Zum Glück funktioniere sie gut in Notlagen, ergänzt die Mutter. „Aufgeregt bin ich in solchen Situationen nicht.“ Die Eltern fahren sofort an den Ort des Geschehens und von dort ins Krankenhaus, wo ihr Sohn bereits behandelt wird.
Das sagen Augenzeugen der Attacke am Seerhein
Mehrere Augenzeugen schildern der Mutter, was geschehen ist. Ihr Sohn und ein paar Freunde hatten sich am Seerheinufer aufgehalten und warteten auf den Beginn einer Veranstaltung. Sie sind fröhlich und laut, ihr Sohn hat eine Tröte dabei, es ist der erste Tag der Straßenfasnacht. „An dieser Tröte störte sich wohl der Täter“, sagt die Mutter. Er habe ihren Sohn angepöbelt, dieser habe ihn daraufhin aufgefordert, ihn in Ruhe feiern zu lassen.
Dann muss der ältere Junge den Zehnjährigen von hinten angegriffen und gleich zugeschlagen haben. „Laut einer Augenzeugin, einer Klassenkameradin, sahen die Schläge professionell aus, wie man sie im Kampfsport lernt.“ Danach schlägt der Junge ihm noch zwei- oder dreimal ins Gesicht, bevor ihr Sohn kurz das Bewusstsein verliert.
Das alles müsse sehr schnell gegangen sein, berichtet die Mutter. Ein Freund ihres Sohnes habe direkt neben ihm gestanden, konnte aber nicht eingreifen. Er habe wohl sehr darunter gelitten, dass er die Tat nicht verhindert habe. Eine couragierte Augenzeugin ruft laut und versucht, dem Schläger hinterherzurennen. Dieser habe sich aber rasch mit seinen beiden Freunden über die Fahrradbrücke Richtung Petershausen entfernt.
Gewalt hinterlässt bei der gesamten Familie Spuren
Der Familie des Opfers gehe es darum, Aufmerksamkeit für den Fall zu schaffen, damit der Junge, der so heftig zuschlug, noch gefunden wird. „Ich denke nicht, dass dies zum ersten Mal passiert und fürchte, er wird wieder zuschlagen, wenn er nicht aufgerüttelt wird“, sagt die Mutter. Bei ihr habe die Verletzung ihres Sohnes Wut ausgelöst, auch eine gesteigerte Ängstlichkeit. Bislang habe sie Konstanz als eine sehr sichere Stadt wahrgenommen.
Dass aber Kinder so gewalttätig seien, sei eine neue Dimension. Auch die ältere Schwester des Zehnjährigen macht sich Gedanken. „Ich fühle mich abends hier eigentlich sicher. Die Gewalt gegen meinen Bruder ist das erste Ereignis, das mir Sorgen macht.“ Generell habe sie aber das Gefühl, dass sich Kinder stärker behaupten müssten als früher.
Neben der Wut auf den älteren Jungen, der ihr Kind bis zur Bewusstlosigkeit schlug, empfindet die Mutter auch Dankbarkeit.

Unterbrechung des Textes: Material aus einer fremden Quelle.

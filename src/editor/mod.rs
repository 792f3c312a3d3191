//! 検出領域のテキスト置換
//!
//! 外接矩形 → 背景色推定 → 塗りつぶし → テキスト描画 → 引き伸ばし合成 の順に処理する。
//! 失敗する処理（サイズ判定・描画・拡縮）はすべて塗りつぶしの前に済ませるので、
//! エラー時のキャンバスは変更されない。

mod background;
mod compositor;
mod eraser;
mod render;

pub use background::{BackgroundSampler, BackgroundStrategy, BorderRing, CornerPixel};
pub use compositor::{paste_alpha, stretch_to_box};
pub use eraser::fill_quad;
pub use render::render_text;

use image::{Rgb, RgbImage};
use text_fix_common::{text_color_for, BoundingBox, Quad, TextColor};
use tracing::debug;

use crate::config::Config;
use crate::error::{Result, TextFixError};
use crate::font::{load_font, TextFont};

/// 1領域の置換結果
#[derive(Debug, Clone, Copy, PartialEq)]
pub struct ReplaceOutcome {
    pub bbox: BoundingBox,
    pub background: Rgb<u8>,
    pub text_color: TextColor,
}

pub struct Replacer {
    font: TextFont,
    font_size: f32,
    padding: u32,
    sampler: Box<dyn BackgroundSampler>,
}

impl Replacer {
    pub fn new(font: TextFont, font_size: f32, padding: u32, sampler: Box<dyn BackgroundSampler>) -> Self {
        Self {
            font,
            font_size,
            padding,
            sampler,
        }
    }

    pub fn from_config(config: &Config) -> Self {
        Self::new(
            load_font(config.font_path.as_deref()),
            config.font_size,
            config.padding,
            config.background.sampler(),
        )
    }

    pub fn font(&self) -> &TextFont {
        &self.font
    }

    /// `quad` の領域を背景色で塗りつぶし、`text` を描画して貼り付ける
    pub fn replace(&self, canvas: &mut RgbImage, quad: &Quad, text: &str) -> Result<ReplaceOutcome> {
        let bbox = BoundingBox::from_quad(quad);
        if bbox.is_degenerate() {
            return Err(TextFixError::DegenerateRegion {
                width: bbox.width(),
                height: bbox.height(),
            });
        }

        let background = self.sampler.sample(canvas, &bbox);
        let text_color = text_color_for(background.0);
        let rendered = render_text(&self.font, text, self.font_size, self.padding, text_color);
        let stretched = stretch_to_box(&rendered, &bbox)?;

        debug!(
            ?bbox,
            background = ?background.0,
            ?text_color,
            rendered = ?rendered.dimensions(),
            "領域を置換"
        );

        fill_quad(canvas, quad, background);
        paste_alpha(canvas, &stretched, i64::from(bbox.x_min), i64::from(bbox.y_min));

        Ok(ReplaceOutcome {
            bbox,
            background,
            text_color,
        })
    }
}

impl std::fmt::Debug for Replacer {
    fn fmt(&self, f: &mut std::fmt::Formatter<'_>) -> std::fmt::Result {
        f.debug_struct("Replacer")
            .field("font", &self.font)
            .field("font_size", &self.font_size)
            .field("padding", &self.padding)
            .finish_non_exhaustive()
    }
}
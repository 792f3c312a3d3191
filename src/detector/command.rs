use crate::config::{OcrConfig, OcrEngine};
use crate::error::{Result, TextFixError};
use std::path::Path;
use std::process::{Command, Output, Stdio};
use text_fix_common::{parse_detections, parse_tesseract_tsv, DetectionRecord};
use tracing::{debug, info, warn};

use super::TextDetector;

/// 外部OCRコマンドを呼び出す検出器
#[derive(Debug, Clone)]
pub struct CommandDetector {
    config: OcrConfig,
}

impl CommandDetector {
    pub fn new(config: OcrConfig) -> Self {
        Self { config }
    }

    /// `probe_args` 付きでコマンドを起動できることを確認してから返す
    ///
    /// 起動できなければエラー。終了コードが0以外でも、そのフラグを知らない
    /// ラッパーかもしれないので警告だけにする。
    pub fn initialize(config: OcrConfig) -> Result<Self> {
        info!(program = %config.program, engine = ?config.engine, "OCRエンジン初期化");
        if config.probe_args.is_empty() {
            debug!("起動確認を省略");
            return Ok(Self::new(config));
        }

        let output = run(&config.program, &config.probe_args)?;
        if !output.status.success() {
            warn!(
                program = %config.program,
                args = ?config.probe_args,
                code = ?output.status.code(),
                "起動確認が0以外で終了しました。続行します"
            );
        }
        Ok(Self::new(config))
    }

    /// エンジンに渡す引数
    ///
    /// - tesseract: `<image> stdout [-l kor+eng] <args...> tsv`
    /// - command: `args` の `{image}` と `{langs}` を置換したもの
    pub fn build_args(&self, image: &Path) -> Vec<String> {
        let image = image.display().to_string();
        match self.config.engine {
            OcrEngine::Tesseract => {
                let mut args = vec![image, "stdout".to_string()];
                if !self.config.languages.is_empty() {
                    let langs: Vec<&str> = self.config.languages.iter().map(|l| tesseract_language(l)).collect();
                    args.push("-l".to_string());
                    args.push(langs.join("+"));
                }
                args.extend(self.config.args.iter().cloned());
                args.push("tsv".to_string());
                args
            }
            OcrEngine::Command => {
                let langs = self.config.languages.join(",");
                self.config
                    .args
                    .iter()
                    .map(|arg| arg.replace("{image}", &image).replace("{langs}", &langs))
                    .collect()
            }
        }
    }

    fn parse_output(&self, stdout: &str) -> Result<Vec<DetectionRecord>> {
        let parsed = match self.config.engine {
            OcrEngine::Tesseract => parse_tesseract_tsv(stdout),
            OcrEngine::Command => parse_detections(stdout),
        };
        parsed.map_err(|e| TextFixError::EngineOutput(e.to_string()))
    }
}

/// 2文字の言語コードを tesseract の traineddata 名に寄せる
fn tesseract_language(code: &str) -> &str {
    match code {
        "ko" => "kor",
        "en" => "eng",
        "ja" => "jpn",
        "zh" | "ch_sim" => "chi_sim",
        "ch_tra" => "chi_tra",
        other => other,
    }
}

impl TextDetector for CommandDetector {
    fn detect(&self, image: &Path) -> Result<Vec<DetectionRecord>> {
        if !image.exists() {
            return Err(TextFixError::FileNotFound(image.display().to_string()));
        }

        let args = self.build_args(image);
        debug!(program = %self.config.program, ?args, "OCR実行");
        let output = run(&self.config.program, &args)?;

        if !output.status.success() {
            let stderr = String::from_utf8_lossy(&output.stderr);
            return Err(TextFixError::Engine(format!(
                "{} failed (code {:?}): {}",
                self.config.program,
                output.status.code(),
                stderr.trim()
            )));
        }

        let records = self.parse_output(&String::from_utf8_lossy(&output.stdout))?;
        debug!(count = records.len(), "OCR完了");
        Ok(records)
    }

    fn name(&self) -> &str {
        &self.config.program
    }
}

fn run(program: &str, args: &[String]) -> Result<Output> {
    // Windowsではスクリプト形式のコマンドもあるので cmd /c 経由
    #[cfg(windows)]
    let mut command = {
        let mut command = Command::new("cmd");
        command.arg("/c").arg(program);
        command
    };

    #[cfg(not(windows))]
    let mut command = Command::new(program);

    command
        .args(args)
        .stdin(Stdio::null())
        .output()
        .map_err(|e| TextFixError::Engine(format!("{} を実行できません: {}", program, e)))
}

#[cfg(test)]
mod tests {
    use super::*;
    use std::path::PathBuf;

    fn command_config(program: &str, args: &[&str]) -> OcrConfig {
        OcrConfig {
            engine: OcrEngine::Command,
            program: program.into(),
            args: args.iter().map(|a| a.to_string()).collect(),
            languages: vec![],
            probe_args: vec![],
        }
    }

    #[test]
    fn test_build_args_substitutes_placeholders() {
        let detector = CommandDetector::new(OcrConfig {
            languages: vec!["ko".into(), "en".into()],
            ..command_config("ocr", &["-l", "{langs}", "--input={image}"])
        });
        let args = detector.build_args(&PathBuf::from("/tmp/a.png"));
        assert_eq!(args, vec!["-l", "ko,en", "--input=/tmp/a.png"]);
    }

    #[test]
    fn test_build_args_for_tesseract() {
        let detector = CommandDetector::new(OcrConfig::default());
        let args = detector.build_args(&PathBuf::from("/tmp/a.png"));
        assert_eq!(args, vec!["/tmp/a.png", "stdout", "-l", "kor+eng", "tsv"]);

        let detector = CommandDetector::new(OcrConfig {
            args: vec!["--psm".into(), "6".into()],
            languages: vec!["jpn".into()],
            ..OcrConfig::default()
        });
        let args = detector.build_args(&PathBuf::from("a.png"));
        assert_eq!(args, vec!["a.png", "stdout", "-l", "jpn", "--psm", "6", "tsv"]);
    }

    #[test]
    fn test_tesseract_output_is_parsed_as_tsv() {
        let detector = CommandDetector::new(OcrConfig::default());
        let stdout = "level\tpage_num\tblock_num\tpar_num\tline_num\tword_num\tleft\ttop\twidth\theight\tconf\ttext\n\
5\t1\t1\t1\t1\t1\t4\t6\t40\t20\t88\t안민\n";
        let records = detector.parse_output(stdout).unwrap();
        assert_eq!(records.len(), 1);
        assert_eq!(records[0].text, "안민");

        assert!(matches!(detector.parse_output("[]"), Err(TextFixError::EngineOutput(_))));
    }

    #[test]
    fn test_initialize_missing_program() {
        let result = CommandDetector::initialize(OcrConfig {
            program: "text-fix-no-such-ocr-binary".into(),
            ..OcrConfig::default()
        });
        assert!(matches!(result, Err(TextFixError::Engine(_))));
    }

    #[test]
    fn test_initialize_without_probe_args_skips_check() {
        let result = CommandDetector::initialize(command_config("text-fix-no-such-ocr-binary", &[]));
        assert!(result.is_ok());
    }

    #[cfg(unix)]
    #[test]
    fn test_initialize_tolerates_failing_probe() {
        // --version を知らないラッパーの代わり
        let config = OcrConfig {
            probe_args: vec!["-c".into(), "exit 2".into()],
            ..command_config("sh", &[])
        };
        let detector = CommandDetector::initialize(config).unwrap();
        assert_eq!(detector.name(), "sh");
    }

    #[test]
    fn test_detect_missing_image() {
        let detector = CommandDetector::new(OcrConfig::default());
        let result = detector.detect(Path::new("/nonexistent/image.png"));
        assert!(matches!(result, Err(TextFixError::FileNotFound(_))));
    }

    #[cfg(unix)]
    #[test]
    fn test_detect_parses_command_output() {
        let dir = tempfile::tempdir().unwrap();
        let image = dir.path().join("in.png");
        std::fs::write(&image, b"").unwrap();

        // sh -c で固定のJSONを出力させる
        let detector = CommandDetector::new(command_config(
            "sh",
            &["-c", r#"echo 'model ready'; echo '[[[[1,2],[30,2],[30,12],[1,12]], "안민", 0.5]]'"#],
        ));
        let records = detector.detect(&image).unwrap();
        assert_eq!(records.len(), 1);
        assert_eq!(records[0].text, "안민");
    }

    #[cfg(unix)]
    #[test]
    fn test_detect_nonzero_exit_is_engine_error() {
        let dir = tempfile::tempdir().unwrap();
        let image = dir.path().join("in.png");
        std::fs::write(&image, b"").unwrap();

        let detector = CommandDetector::new(command_config("sh", &["-c", "echo boom >&2; exit 3"]));
        match detector.detect(&image) {
            Err(TextFixError::Engine(msg)) => assert!(msg.contains("boom")),
            other => panic!("unexpected: {:?}", other.map(|r| r.len())),
        }
    }

    #[cfg(unix)]
    #[test]
    fn test_detect_garbage_output() {
        let dir = tempfile::tempdir().unwrap();
        let image = dir.path().join("in.png");
        std::fs::write(&image, b"").unwrap();

        let detector = CommandDetector::new(command_config("sh", &["-c", "echo nothing useful"]));
        assert!(matches!(detector.detect(&image), Err(TextFixError::EngineOutput(_))));
    }
}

Die Polizei habe vorbildlich reagiert und viel Verständnis geäußert, ebenso Lehrer und Schulleitung. Seine Freunde hätten sich rührend um ihren Sohn gekümmert. Als sie das Geschehen in den sozialen Netzwerken postete, habe sie sehr viele Rückmeldungen erhalten.
Und das Wichtigste: Ihrem Sohn gehe es den Umständen entsprechend gut. Der Verdacht auf eine Gehirnerschütterung bestätigte sich nach einer Nacht in der Klinik nicht, die Prellungen seien inzwischen verheilt. Seelisch zeige der Zehnjährige im Moment keine Schäden, sie hoffe, dass das so bleibt.